*Task objective:* How many of the lines in the material below contain the word "CaseExecutor"? Give the number alone.
━━━━━━━━━━
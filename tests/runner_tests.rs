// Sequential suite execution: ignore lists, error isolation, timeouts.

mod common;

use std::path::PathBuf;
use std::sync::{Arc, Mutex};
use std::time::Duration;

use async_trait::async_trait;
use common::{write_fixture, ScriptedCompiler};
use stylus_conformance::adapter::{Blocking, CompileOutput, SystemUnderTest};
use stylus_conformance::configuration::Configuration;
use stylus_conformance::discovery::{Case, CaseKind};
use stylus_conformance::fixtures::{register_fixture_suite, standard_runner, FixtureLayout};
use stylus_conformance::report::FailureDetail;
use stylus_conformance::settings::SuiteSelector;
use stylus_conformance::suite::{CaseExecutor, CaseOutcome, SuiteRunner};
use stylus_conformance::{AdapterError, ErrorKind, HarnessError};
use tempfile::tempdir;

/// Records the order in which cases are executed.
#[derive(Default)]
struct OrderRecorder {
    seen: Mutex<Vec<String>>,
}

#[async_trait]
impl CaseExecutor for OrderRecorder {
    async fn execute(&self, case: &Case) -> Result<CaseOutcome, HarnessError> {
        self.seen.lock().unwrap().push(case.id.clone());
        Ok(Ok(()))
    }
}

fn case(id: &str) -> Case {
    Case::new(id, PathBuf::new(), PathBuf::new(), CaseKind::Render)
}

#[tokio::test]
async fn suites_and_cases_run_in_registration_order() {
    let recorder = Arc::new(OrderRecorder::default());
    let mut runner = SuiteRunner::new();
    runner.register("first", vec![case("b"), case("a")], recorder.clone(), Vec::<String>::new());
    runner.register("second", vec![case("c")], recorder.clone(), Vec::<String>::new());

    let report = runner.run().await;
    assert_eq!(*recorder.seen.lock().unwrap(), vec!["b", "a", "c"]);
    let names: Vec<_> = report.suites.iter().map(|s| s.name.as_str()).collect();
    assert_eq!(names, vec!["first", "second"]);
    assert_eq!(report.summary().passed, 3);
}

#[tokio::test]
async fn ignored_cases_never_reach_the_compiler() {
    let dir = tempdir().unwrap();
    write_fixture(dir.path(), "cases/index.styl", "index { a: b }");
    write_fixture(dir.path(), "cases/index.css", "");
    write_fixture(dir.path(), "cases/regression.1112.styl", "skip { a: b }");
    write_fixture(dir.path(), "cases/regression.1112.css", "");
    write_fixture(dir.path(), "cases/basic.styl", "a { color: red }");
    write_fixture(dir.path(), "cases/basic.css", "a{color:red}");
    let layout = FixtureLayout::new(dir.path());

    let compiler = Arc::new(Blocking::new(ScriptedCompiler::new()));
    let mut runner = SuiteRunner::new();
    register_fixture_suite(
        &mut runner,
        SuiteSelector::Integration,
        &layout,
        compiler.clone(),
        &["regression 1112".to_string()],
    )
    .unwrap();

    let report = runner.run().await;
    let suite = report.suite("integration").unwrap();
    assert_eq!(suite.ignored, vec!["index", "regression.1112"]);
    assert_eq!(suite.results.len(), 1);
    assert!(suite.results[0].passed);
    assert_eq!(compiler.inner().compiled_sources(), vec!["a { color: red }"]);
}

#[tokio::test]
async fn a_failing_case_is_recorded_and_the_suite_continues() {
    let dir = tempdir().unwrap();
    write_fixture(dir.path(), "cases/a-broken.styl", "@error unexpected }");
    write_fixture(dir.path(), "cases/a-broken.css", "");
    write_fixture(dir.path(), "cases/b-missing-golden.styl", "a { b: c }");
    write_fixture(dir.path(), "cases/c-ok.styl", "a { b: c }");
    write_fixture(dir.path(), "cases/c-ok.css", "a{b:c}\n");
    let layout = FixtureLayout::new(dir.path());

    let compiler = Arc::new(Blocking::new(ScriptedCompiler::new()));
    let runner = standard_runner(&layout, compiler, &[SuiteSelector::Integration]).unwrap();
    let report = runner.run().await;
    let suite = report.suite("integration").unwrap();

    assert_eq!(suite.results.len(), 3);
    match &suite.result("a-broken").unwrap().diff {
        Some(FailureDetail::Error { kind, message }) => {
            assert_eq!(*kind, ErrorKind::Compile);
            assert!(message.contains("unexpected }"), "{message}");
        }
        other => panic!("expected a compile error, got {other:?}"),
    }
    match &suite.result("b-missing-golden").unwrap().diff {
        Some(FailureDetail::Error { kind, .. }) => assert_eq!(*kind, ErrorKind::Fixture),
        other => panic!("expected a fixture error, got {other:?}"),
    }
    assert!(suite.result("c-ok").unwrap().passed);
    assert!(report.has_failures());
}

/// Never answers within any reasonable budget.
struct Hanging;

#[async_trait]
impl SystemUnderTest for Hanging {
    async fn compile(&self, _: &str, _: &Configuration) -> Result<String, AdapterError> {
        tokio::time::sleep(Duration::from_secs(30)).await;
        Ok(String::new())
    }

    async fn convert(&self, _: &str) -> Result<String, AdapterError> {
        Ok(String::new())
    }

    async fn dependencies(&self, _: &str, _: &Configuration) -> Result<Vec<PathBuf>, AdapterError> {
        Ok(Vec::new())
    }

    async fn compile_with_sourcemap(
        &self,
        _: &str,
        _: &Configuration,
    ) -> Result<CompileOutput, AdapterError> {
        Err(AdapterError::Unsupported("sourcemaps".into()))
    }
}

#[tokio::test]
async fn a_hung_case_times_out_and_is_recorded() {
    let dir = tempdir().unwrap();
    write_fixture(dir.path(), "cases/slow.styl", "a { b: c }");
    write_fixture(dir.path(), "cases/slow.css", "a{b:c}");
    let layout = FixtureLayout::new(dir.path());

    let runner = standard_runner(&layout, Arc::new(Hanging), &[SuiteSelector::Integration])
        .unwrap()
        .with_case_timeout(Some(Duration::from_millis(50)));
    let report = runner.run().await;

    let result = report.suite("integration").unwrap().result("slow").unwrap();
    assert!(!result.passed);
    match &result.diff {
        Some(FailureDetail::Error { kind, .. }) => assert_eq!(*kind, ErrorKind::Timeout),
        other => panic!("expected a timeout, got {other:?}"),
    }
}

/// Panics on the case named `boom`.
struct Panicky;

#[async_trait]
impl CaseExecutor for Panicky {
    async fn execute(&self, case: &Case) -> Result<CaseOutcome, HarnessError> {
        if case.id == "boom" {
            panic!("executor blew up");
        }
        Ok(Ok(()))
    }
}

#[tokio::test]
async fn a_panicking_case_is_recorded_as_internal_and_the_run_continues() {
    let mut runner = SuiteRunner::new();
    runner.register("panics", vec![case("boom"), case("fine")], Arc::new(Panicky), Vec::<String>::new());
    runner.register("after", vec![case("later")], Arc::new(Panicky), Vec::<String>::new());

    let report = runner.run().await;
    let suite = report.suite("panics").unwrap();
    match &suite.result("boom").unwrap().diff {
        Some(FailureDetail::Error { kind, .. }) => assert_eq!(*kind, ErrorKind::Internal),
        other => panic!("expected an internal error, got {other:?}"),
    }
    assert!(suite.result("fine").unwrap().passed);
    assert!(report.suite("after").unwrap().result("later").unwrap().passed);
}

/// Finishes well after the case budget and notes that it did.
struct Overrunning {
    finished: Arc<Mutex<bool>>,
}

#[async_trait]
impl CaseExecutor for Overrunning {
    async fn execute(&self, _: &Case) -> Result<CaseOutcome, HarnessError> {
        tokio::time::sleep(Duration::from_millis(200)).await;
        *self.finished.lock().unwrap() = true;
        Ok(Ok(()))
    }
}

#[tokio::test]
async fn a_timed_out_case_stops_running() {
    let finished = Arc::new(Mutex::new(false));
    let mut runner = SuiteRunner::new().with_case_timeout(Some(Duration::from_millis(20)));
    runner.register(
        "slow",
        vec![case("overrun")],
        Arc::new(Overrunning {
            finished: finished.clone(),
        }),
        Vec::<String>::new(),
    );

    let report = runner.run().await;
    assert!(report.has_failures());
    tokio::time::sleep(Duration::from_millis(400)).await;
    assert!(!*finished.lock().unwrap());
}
━━━━━━━━━━
*Task output:* 4